//! Realtime event envelope and JSON codec.
//!
//! Every frame on the gateway WebSocket is a JSON text message of the form
//! `{"event": <name>, "data": <payload>}`. The event names are the wire
//! contract and must stay bit-exact: outbound `join` / `sendMessage` /
//! `typing`, inbound `newMessage` / `userTyping` / `userOnline` /
//! `messageDelivered`. Connection lifecycle (`connect`, `connect_error`)
//! is not framed; the transport layer surfaces it as state events.

use serde::{Deserialize, Serialize};

use crate::identity::{Identity, Role};
use crate::record::MessageRecord;

/// Events emitted by a client toward the gateway.
#[derive(Debug, Clone, PartialEq, Eq, Serialize, Deserialize)]
#[serde(tag = "event", content = "data")]
pub enum ClientEvent {
    /// Joins the per-identity room; must be the first frame after connect.
    #[serde(rename = "join")]
    Join(Identity),
    /// Sends a chat message; carries a `tempId` for the delivery ack.
    #[serde(rename = "sendMessage")]
    SendMessage(MessageRecord),
    /// Signals that the sender started or stopped typing.
    #[serde(rename = "typing")]
    Typing(TypingSignal),
}

/// Events delivered by the gateway to a client.
#[derive(Debug, Clone, PartialEq, Eq, Serialize, Deserialize)]
#[serde(tag = "event", content = "data")]
pub enum ServerEvent {
    /// A new persisted message addressed to this client.
    #[serde(rename = "newMessage")]
    NewMessage(MessageRecord),
    /// A counterpart started or stopped typing.
    #[serde(rename = "userTyping")]
    UserTyping(TypingNotice),
    /// A user came online or went offline.
    #[serde(rename = "userOnline")]
    UserOnline(PresenceNotice),
    /// The gateway persisted a sent message and assigned its id.
    #[serde(rename = "messageDelivered")]
    MessageDelivered(DeliveryAck),
}

/// Outbound typing payload, addressed to a specific counterpart.
#[derive(Debug, Clone, Copy, PartialEq, Eq, Serialize, Deserialize)]
pub struct TypingSignal {
    /// Role of the typing user.
    pub sender_type: Role,
    /// Id of the typing user.
    pub sender_id: i64,
    /// Role of the counterpart being notified.
    pub receiver_type: Role,
    /// Id of the counterpart being notified.
    pub receiver_id: i64,
    /// `true` on keystroke, `false` after the quiet period.
    #[serde(rename = "isTyping")]
    pub is_typing: bool,
}

impl TypingSignal {
    /// Builds a typing signal from sender to receiver.
    #[must_use]
    pub const fn new(sender: Identity, receiver: Identity, is_typing: bool) -> Self {
        Self {
            sender_type: sender.role,
            sender_id: sender.id,
            receiver_type: receiver.role,
            receiver_id: receiver.id,
            is_typing,
        }
    }
}

/// Inbound typing payload; the gateway strips the receiver fields.
#[derive(Debug, Clone, Copy, PartialEq, Eq, Serialize, Deserialize)]
pub struct TypingNotice {
    /// Role of the typing user.
    pub sender_type: Role,
    /// Id of the typing user.
    pub sender_id: i64,
    /// Whether the user is currently typing.
    #[serde(rename = "isTyping")]
    pub is_typing: bool,
}

impl TypingNotice {
    /// Returns the typing user as an [`Identity`].
    #[must_use]
    pub const fn sender(&self) -> Identity {
        Identity::new(self.sender_type, self.sender_id)
    }
}

/// Presence change payload.
#[derive(Debug, Clone, Copy, PartialEq, Eq, Serialize, Deserialize)]
pub struct PresenceNotice {
    /// Role of the user whose presence changed.
    #[serde(rename = "type")]
    pub role: Role,
    /// Id of the user whose presence changed.
    pub id: i64,
    /// `true` when the user connected, `false` when they dropped.
    pub online: bool,
}

impl PresenceNotice {
    /// Returns the affected user as an [`Identity`].
    #[must_use]
    pub const fn identity(&self) -> Identity {
        Identity::new(self.role, self.id)
    }
}

/// Delivery acknowledgment: correlates a client `tempId` with the
/// server-assigned message id.
#[derive(Debug, Clone, PartialEq, Eq, Serialize, Deserialize)]
pub struct DeliveryAck {
    /// The client correlation id from the original `sendMessage`.
    #[serde(rename = "tempId")]
    pub temp_id: String,
    /// The authoritative server-assigned message id.
    pub id: i64,
}

/// Errors from encoding or decoding event frames.
#[derive(Debug, thiserror::Error)]
pub enum CodecError {
    /// Serializing an event to JSON failed.
    #[error("event encode error: {0}")]
    Encode(#[source] serde_json::Error),
    /// An inbound frame was not a recognized event.
    #[error("event decode error: {0}")]
    Decode(#[source] serde_json::Error),
}

/// Encodes a client event as a JSON frame.
///
/// # Errors
///
/// Returns [`CodecError::Encode`] if serialization fails.
pub fn encode_client(event: &ClientEvent) -> Result<String, CodecError> {
    serde_json::to_string(event).map_err(CodecError::Encode)
}

/// Decodes a client event from a JSON frame.
///
/// # Errors
///
/// Returns [`CodecError::Decode`] for unknown event names or malformed
/// payloads.
pub fn decode_client(frame: &str) -> Result<ClientEvent, CodecError> {
    serde_json::from_str(frame).map_err(CodecError::Decode)
}

/// Encodes a server event as a JSON frame.
///
/// # Errors
///
/// Returns [`CodecError::Encode`] if serialization fails.
pub fn encode_server(event: &ServerEvent) -> Result<String, CodecError> {
    serde_json::to_string(event).map_err(CodecError::Encode)
}

/// Decodes a server event from a JSON frame.
///
/// # Errors
///
/// Returns [`CodecError::Decode`] for unknown event names or malformed
/// payloads.
pub fn decode_server(frame: &str) -> Result<ServerEvent, CodecError> {
    serde_json::from_str(frame).map_err(CodecError::Decode)
}
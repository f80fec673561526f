//! Contact directory backfill.
//!
//! The two directory endpoints return incompatible shapes: the developer
//! list is an array of objects with names, while the entrepreneur list is
//! a bare id array wrapped in an object. Both are normalized into
//! [`Contact`] here, at the boundary, so nothing downstream ever sees the
//! raw shapes.

use std::collections::HashSet;

use serde::Deserialize;
use tracing::debug;

use venturechat_proto::identity::{Identity, Role};

use super::{ApiClient, FetchError};

/// A user the local user can open a conversation with.
#[derive(Debug, Clone, PartialEq, Eq)]
pub struct Contact {
    /// The counterpart's identity.
    pub identity: Identity,
    /// Human-readable name, when the endpoint provides one.
    pub display_name: Option<String>,
}

/// Raw shape of `GET /unique-developers`: `[{developer_id, fullname}]`.
#[derive(Debug, Deserialize)]
struct RawDeveloper {
    developer_id: i64,
    fullname: Option<String>,
}

/// Raw shape of `GET /unique-entrepreneurs`: `{"entrepreneurIds": [...]}`.
#[derive(Debug, Deserialize)]
struct RawEntrepreneurIds {
    #[serde(rename = "entrepreneurIds")]
    entrepreneur_ids: Vec<i64>,
}

impl ApiClient {
    /// Lists the counterparts the given user has conversations with.
    ///
    /// An entrepreneur gets the developers who contacted them (with names);
    /// a developer gets the entrepreneurs they talked to (ids only).
    /// Duplicates are collapsed, first occurrence wins.
    ///
    /// # Errors
    ///
    /// Returns [`FetchError`] on HTTP failure or a malformed body.
    pub async fn contacts(&self, me: Identity) -> Result<Vec<Contact>, FetchError> {
        let contacts = match me.role {
            Role::Entrepreneur => {
                let path = format!("/unique-developers?entrepreneur_id={}", me.id);
                let raw: Vec<RawDeveloper> = self.get_json(&path).await?;
                dedup(raw.into_iter().map(|dev| Contact {
                    identity: Identity::new(Role::Developer, dev.developer_id),
                    display_name: dev.fullname,
                }))
            }
            Role::Developer => {
                let path = format!("/unique-entrepreneurs?developer_id={}", me.id);
                let raw: RawEntrepreneurIds = self.get_json(&path).await?;
                dedup(raw.entrepreneur_ids.into_iter().map(|id| Contact {
                    identity: Identity::new(Role::Entrepreneur, id),
                    display_name: None,
                }))
            }
        };
        debug!(count = contacts.len(), "fetched contact directory");
        Ok(contacts)
    }
}

fn dedup(raw: impl Iterator<Item = Contact>) -> Vec<Contact> {
    let mut seen = HashSet::new();
    raw.filter(|c| seen.insert(c.identity)).collect()
}
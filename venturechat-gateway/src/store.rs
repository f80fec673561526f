//! In-memory message persistence and directory queries.
//!
//! Backs the REST endpoints and the delivery-ack flow. Records live in a
//! single vector behind an async `RwLock`; server ids come from an atomic
//! counter so they stay monotonically increasing across concurrent
//! appends.

use std::sync::atomic::{AtomicI64, Ordering};

use serde::Serialize;
use tokio::sync::RwLock;

use venturechat_proto::identity::{Identity, Role};
use venturechat_proto::record::MessageRecord;

/// One entry of the developer directory response.
#[derive(Debug, Clone, Serialize, PartialEq, Eq)]
pub struct DeveloperContact {
    /// The developer's id.
    pub developer_id: i64,
    /// Display name; synthesized since the gateway has no user table.
    pub fullname: String,
}

/// The entrepreneur directory response wrapper.
#[derive(Debug, Clone, Serialize, PartialEq, Eq)]
pub struct EntrepreneurIdsResponse {
    /// Distinct entrepreneur ids, first-contact order.
    #[serde(rename = "entrepreneurIds")]
    pub entrepreneur_ids: Vec<i64>,
}

/// Append-only message store with directory queries.
#[derive(Debug, Default)]
pub struct HistoryStore {
    records: RwLock<Vec<MessageRecord>>,
    next_id: AtomicI64,
}

impl HistoryStore {
    /// Creates an empty store; ids start at 1.
    #[must_use]
    pub fn new() -> Self {
        Self {
            records: RwLock::new(Vec::new()),
            next_id: AtomicI64::new(1),
        }
    }

    /// Persists a record: assigns the next server id, marks it unread, and
    /// strips the client correlation id. Returns the persisted record.
    pub async fn append(&self, mut record: MessageRecord) -> MessageRecord {
        record.id = Some(self.next_id.fetch_add(1, Ordering::Relaxed));
        record.is_read = Some(false);
        record.temp_id = None;
        self.records.write().await.push(record.clone());
        record
    }

    /// All messages between two users, in either direction, sorted by
    /// timestamp ascending (ties keep append order).
    pub async fn conversation(&self, a: Identity, b: Identity) -> Vec<MessageRecord> {
        let records = self.records.read().await;
        let mut out: Vec<MessageRecord> = records
            .iter()
            .filter(|r| r.between(a, b))
            .cloned()
            .collect();
        out.sort_by_key(|r| r.timestamp);
        out
    }

    /// Distinct developers who exchanged messages with the given
    /// entrepreneur, first-contact order, with synthesized names.
    pub async fn developer_contacts(&self, entrepreneur_id: i64) -> Vec<DeveloperContact> {
        let entrepreneur = Identity::new(Role::Entrepreneur, entrepreneur_id);
        let mut seen = Vec::new();
        for record in self.records.read().await.iter() {
            let Some(other) = record.counterpart_of(entrepreneur) else {
                continue;
            };
            if other.role == Role::Developer && !seen.contains(&other.id) {
                seen.push(other.id);
            }
        }
        seen.into_iter()
            .map(|developer_id| DeveloperContact {
                developer_id,
                fullname: format!("Developer {developer_id}"),
            })
            .collect()
    }

    /// Distinct entrepreneurs who exchanged messages with the given
    /// developer, first-contact order.
    pub async fn entrepreneur_ids(&self, developer_id: i64) -> Vec<i64> {
        let developer = Identity::new(Role::Developer, developer_id);
        let mut seen = Vec::new();
        for record in self.records.read().await.iter() {
            let Some(other) = record.counterpart_of(developer) else {
                continue;
            };
            if other.role == Role::Entrepreneur && !seen.contains(&other.id) {
                seen.push(other.id);
            }
        }
        seen
    }

    /// Number of persisted records.
    pub async fn len(&self) -> usize {
        self.records.read().await.len()
    }

    /// Whether the store holds no records.
    pub async fn is_empty(&self) -> bool {
        self.records.read().await.is_empty()
    }
}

» What is required: Filter the lines above so that only those with the string "ServerEvent" remain, then copy them.

» Written solution:
pub enum ServerEvent {
pub fn encode_server(event: &ServerEvent) -> Result<String, CodecError> {
pub fn decode_server(frame: &str) -> Result<ServerEvent, CodecError> {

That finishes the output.